▶ Material provided:
//! Persistence ports
//!
//! The cart core talks to the backend through two narrow interfaces: a
//! per-user snapshot document and a read-only coupon directory. Adapters
//! live in [`memory`] and [`postgres`].

use async_trait::async_trait;
use thiserror::Error;

use crate::domain::aggregates::cart::CartSnapshot;
use crate::domain::aggregates::coupon::Coupon;
use crate::domain::value_objects::{CouponCode, UserId};

pub mod memory;
pub mod postgres;

/// Remote I/O failure. Swallowed (logged) at the synchronizer boundary;
/// surfaced from direct adapter calls.
#[derive(Debug, Error)]
pub enum StoreError {
    #[error("database error: {0}")]
    Database(#[from] sqlx::Error),

    #[error("migration error: {0}")]
    Migration(#[from] sqlx::migrate::MigrateError),

    #[error("serialization error: {0}")]
    Serialization(#[from] serde_json::Error),

    #[error("malformed record: {0}")]
    Malformed(String),

    #[error("storage unavailable: {0}")]
    Unavailable(String),
}

/// Per-user cart snapshot document. `save` replaces the whole document;
/// last writer wins across devices for the same identity.
#[async_trait]
pub trait SnapshotStore: Send + Sync + 'static {
    async fn load(&self, user: &UserId) -> Result<Option<CartSnapshot>, StoreError>;
    async fn save(&self, user: &UserId, snapshot: &CartSnapshot) -> Result<(), StoreError>;
    async fn clear(&self, user: &UserId) -> Result<(), StoreError>;
}

/// Coupon collection, looked up by exact (normalized) code.
#[async_trait]
pub trait CouponDirectory: Send + Sync + 'static {
    async fn find_by_code(&self, code: &CouponCode) -> Result<Option<Coupon>, StoreError>;
}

▶ What you will do:
Set every record down again exactly as written.

▶ Exercise solution:
//! Persistence ports
//!
//! The cart core talks to the backend through two narrow interfaces: a
//! per-user snapshot document and a read-only coupon directory. Adapters
//! live in [`memory`] and [`postgres`].

use async_trait::async_trait;
use thiserror::Error;

use crate::domain::aggregates::cart::CartSnapshot;
use crate::domain::aggregates::coupon::Coupon;
use crate::domain::value_objects::{CouponCode, UserId};

pub mod memory;
pub mod postgres;

/// Remote I/O failure. Swallowed (logged) at the synchronizer boundary;
/// surfaced from direct adapter calls.
#[derive(Debug, Error)]
pub enum StoreError {
    #[error("database error: {0}")]
    Database(#[from] sqlx::Error),

    #[error("migration error: {0}")]
    Migration(#[from] sqlx::migrate::MigrateError),

    #[error("serialization error: {0}")]
    Serialization(#[from] serde_json::Error),

    #[error("malformed record: {0}")]
    Malformed(String),

    #[error("storage unavailable: {0}")]
    Unavailable(String),
}

/// Per-user cart snapshot document. `save` replaces the whole document;
/// last writer wins across devices for the same identity.
#[async_trait]
pub trait SnapshotStore: Send + Sync + 'static {
    async fn load(&self, user: &UserId) -> Result<Option<CartSnapshot>, StoreError>;
    async fn save(&self, user: &UserId, snapshot: &CartSnapshot) -> Result<(), StoreError>;
    async fn clear(&self, user: &UserId) -> Result<(), StoreError>;
}

/// Coupon collection, looked up by exact (normalized) code.
#[async_trait]
pub trait CouponDirectory: Send + Sync + 'static {
    async fn find_by_code(&self, code: &CouponCode) -> Result<Option<Coupon>, StoreError>;
}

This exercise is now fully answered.